“The noble Joseph, taking Thine immaculate Body down from the Tree, and having wrapped It in pure linen and spices, laid It for burial in a new tomb. But on the third day Thou didst arise, O Lord, granting to the world Great Mercy.” APOLYTIKION OF JOSEPH OF ARIMATHAEA IN TONE TWO
“Unto the myrrh-bearing women did the Angel cry out as he stood by the grave: Myrrh-oils are meet for the dead, but Christ hath proved to be a stranger to corruption. But cry out: The Lord is risen, granting to the world Great Mercy.” APOLYTIKION OF THE MYRRH-BEARING WOMEN IN TONE TWO
Dear believers in the Resurrection of Christ,
Christ is Risen! Truly He is Risen.
This Sunday we celebrate Joseph of Arimathea and the Myrrh-bearing women. I want to pray for our women organization which is named after the Holy Myrrh-Bearing women, many years to you.
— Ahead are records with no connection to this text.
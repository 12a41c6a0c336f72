#![allow(dead_code)]

use anyhow::{Context, Result};
use serde_json::{Value, json};
use std::path::PathBuf;
use std::process::{Command, Output};
use tempfile::NamedTempFile;

pub const FIXTURE_VISUAL: &str = r#"<svg width="40" height="20" xmlns="http://www.w3.org/2000/svg"><rect x="1" y="1" width="38" height="18"/></svg>"#;

pub fn repo_root() -> PathBuf {
    PathBuf::from(env!("CARGO_MANIFEST_DIR"))
}

pub fn catalog_binary() -> PathBuf {
    PathBuf::from(env!("CARGO_BIN_EXE_uml-catalog"))
}

pub fn bundled_catalog_path() -> PathBuf {
    repo_root().join(umlcatalog::DEFAULT_CATALOG_PATH)
}

pub fn run_command(mut cmd: Command) -> Result<Output> {
    cmd.env_remove("UML_CATALOG_PATH")
        .env_remove("UML_ALLOWED_CATALOG_SCHEMAS");
    cmd.output()
        .with_context(|| format!("failed to spawn {:?}", cmd.get_program()))
}

// Smallest document that passes every definition rule.
pub fn minimal_document() -> Value {
    json!({
        "schema_version": "uml_catalog_v1",
        "catalog": {"key": "fixture_catalog", "title": "Fixture catalog"},
        "diagrams": [
            fixture_diagram("state", "State Machine Diagram"),
            fixture_diagram("component", "Component Diagram")
        ]
    })
}

pub fn fixture_diagram(id: &str, title: &str) -> Value {
    json!({
        "id": id,
        "title": title,
        "description": {
            "what": format!("What a {title} is."),
            "why": format!("Why a {title} is used.")
        },
        "notations": [
            {"name": "Box", "description": "A plain box.", "visual": FIXTURE_VISUAL},
            {"name": "Arrow", "description": "A plain arrow.", "visual": FIXTURE_VISUAL}
        ],
        "example": {
            "scenario": "Fixture scenario",
            "description": "Boxes connected by arrows.",
            "visual": FIXTURE_VISUAL
        }
    })
}

pub fn write_document(document: &Value) -> Result<NamedTempFile> {
    let mut file = NamedTempFile::new().context("allocating catalog file")?;
    serde_json::to_writer(&mut file, document)?;
    Ok(file)
}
In the example of these women and Joseph of Arimathea we see an example of courage to confess Christ today. These women took a risk to go to the tomb of Christ early Sunday morning. Jesus died as a “criminal” condemned to death on the cross. Joseph had courage to ask for the body of a man who was judged by others as “blasphemer” against God. While all 10 disciples run away in fear filled with confusion, these women and Joseph wanted to do what is right and finish the anointing of the body of Jesus. We live today in a world that challenges our Orthodox Christian Faith, and we can be judged as “fundamentalist”, radical, or even anti something. To stand for Christ today and live the Christian life with moral values of the Orthodox Christian Faith we can be judged by others. Our children and young adults are facing every day ridicule in standing for Christ and to live a holy life. Their peers consider them “weird” and not capable to fit in their group. We need courage to live our Christian Orthodox vocation today.
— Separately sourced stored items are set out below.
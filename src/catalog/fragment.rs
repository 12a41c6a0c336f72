//! Structural checks for embedded markup fragments.
//!
//! Notation and example visuals are forwarded verbatim to whatever renders
//! them, so the catalog only guarantees that each fragment stands on its own:
//! one `<svg>` root, balanced tags, nothing but whitespace around it.

use anyhow::{Result, bail};
use svg::node::element::tag::Type;
use svg::parser::Event;

const ROOT_ELEMENT: &str = "svg";

/// Verify that `markup` is a standalone, well-formed SVG fragment.
pub fn check_fragment(markup: &str) -> Result<()> {
    if markup.trim().is_empty() {
        bail!("fragment is empty");
    }

    let parser = svg::read(markup).map_err(|err| anyhow::anyhow!("reading fragment: {err}"))?;
    let mut open: Vec<String> = Vec::new();
    let mut roots = 0usize;

    for event in parser {
        match event {
            Event::Error(err) => bail!("malformed fragment: {err}"),
            Event::Tag(name, kind, _) => match kind {
                Type::Start => {
                    if open.is_empty() {
                        open_root(name, &mut roots)?;
                    }
                    open.push(name.to_string());
                }
                Type::Empty => {
                    if open.is_empty() {
                        open_root(name, &mut roots)?;
                    }
                }
                Type::End => match open.pop() {
                    Some(expected) if expected == name => {}
                    Some(expected) => {
                        bail!("closing tag </{name}> does not match open <{expected}>")
                    }
                    None => bail!("closing tag </{name}> has no matching open tag"),
                },
            },
            Event::Text(text) => {
                if open.is_empty() && !text.trim().is_empty() {
                    bail!("text outside the root element");
                }
            }
            _ => {}
        }
    }

    if let Some(unclosed) = open.last() {
        bail!("unclosed tag <{unclosed}>");
    }
    if roots == 0 {
        bail!("fragment has no root element");
    }
    Ok(())
}

fn open_root(name: &str, roots: &mut usize) -> Result<()> {
    *roots += 1;
    if *roots > 1 {
        bail!("fragment has more than one root element");
    }
    if name != ROOT_ELEMENT {
        bail!("fragment root must be <{ROOT_ELEMENT}>, found <{name}>");
    }
    Ok(())
}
Fr. Philip LeMasters writes: “As we continue to celebrate our Savior’s great victory over death on this Sunday of the Myrrh-Bearing Women, it should be clear that the new life He has brought into the world requires our active faithfulness, regardless of whether we think that we are getting what we want…We should learn from their holy example that the way to participate in the joy of the empty tomb is in serving Our Lord in His Body. It is in putting aside our preferences in order to love Him in the members of the His Body, the Church. That includes addressing all the practical challenges that any parish faces: from cutting the grass and teaching Sunday School to chanting and caring for the needy. And since the Savior identified Himself with every person in need, this calling extends to every area of our lives and every person we encounter. As the apostles knew when they ordained the first deacons, no one can perform every ministry in the Church. No one of us has to do it all. But we must all use our gifts to do what needs to be done for the flourishing of the Church, even if it is not what we would prefer to do. In other words, all of us need to get over the self-centered individualism that so easily leads to making God in our own image and judging Him by our own standards. Just as Joseph, Nicodemus, the myrrh-bearing women, and the first deacons did not flee when their hopes were dashed, we must not abandon His Body the Church when our desires go unfulfilled, when our problems do not go away, and when God does not give us everything we want. Like them, we will participate more fully in the joy of eternal life by getting over ourselves and doing what needs to be done in loving and serving our Lord in our parish, our neighbors, and our families.”